Posts tagged ‘Indians in War of 1812’

THIS WEEK in the War of 1812 (March 15-March 21, 1815)


March 18

Rear Adm. George Cockburn (Royal Museums Greenwich)

Rear Adm. George Cockburn
(Royal Museums Greenwich)

After of days of dickering with U.S. state and federal officials about the return of American property — including slaves — taken during more than a year of raiding towns and plantations on Chesapeake Bay, Rear Admiral George Cockburn leaves Cumberland Island, Georgia with his small fleet of ships.

The Treaty of Ghent, ending the war of 1812, required both sides to return property and territory seized during the war. The British had encouraged American slaves to flee their masters in Virginia, Maryland, Delaware, the Carolinas, Georgia and elsewhere along the U.S. Atlantic and Gulf coasts. Thousands did so, either working as paid laborers for the British or joining the Corps of Royal Colonial Marines. At first the British had their doubts about this unit of black troops, expecting them to be inferior to European soldiers. But the Colonial Marines proved to be an dependable unit, willing and eager to put the torch to places where they had been held in bondage — and causing panic among slaveholders fearing the sight of armed black men would spark a bloody slave revolt among those blacks who had not run away.

Colonial Marine in forage dress, British Army, 1814. (Image by Jakednb vis wikipedia)

Colonial Marine in forage dress, British Army, 1814.
(Image by Jakednb vis wikipedia)

Cockburn told the Americans that as far as he was concerned, any American slaves who made it to British soil — including Royal Navy ships  — were free the moment they came aboard. But he agreed to return five escaped slaves who enlisted in the Colonial Marines after the mid-February date of the treaty’s ratification by Congress, agreeing that the legal “window” to freedom has already closed. He sailed to Bermuda with more than 1,400, now free, blacks. Some would go to British possessions in the Caribbean where they joined West Indian regiments that had proven themselves at Bladensburg and New Orleans. Others were bound for Canada where they joined an existing community of free blacks who had escaped slavery in the states since the end of the American Revolution.

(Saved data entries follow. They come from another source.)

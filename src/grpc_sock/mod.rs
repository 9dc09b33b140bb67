//! A client/server implementation using UNIX sockets for gRPC, meant for use with tonic. Socket
//! support is not built in to tonic, so the listener and the connector live here.

pub mod client;
pub mod server;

It is difficult to determine just how many blacks fled to the British and freedom during the war because both sides kept poor records.  Also, it is suspected American slaveholders inflated their claims and British officials might have low-balled the number, as the British were required to pay for unreturned property — including slaves. In his book, The Slaves Gamble: Choosing Sides in the War of 1812, Gene Allen Smith speculates that the number is somewhere between the 3,000 slaves  claimed by the British and 5,000-plus claimed by the Americans. Even so, Smith notes there were 1.1 million slaves in America in 1814, and those that sought freedom with the British were only a tiny fraction of the total slave population. After years of wrangling, both governments agree in 1826 that Britain would pay $1,204,960 to settle U.S. claims.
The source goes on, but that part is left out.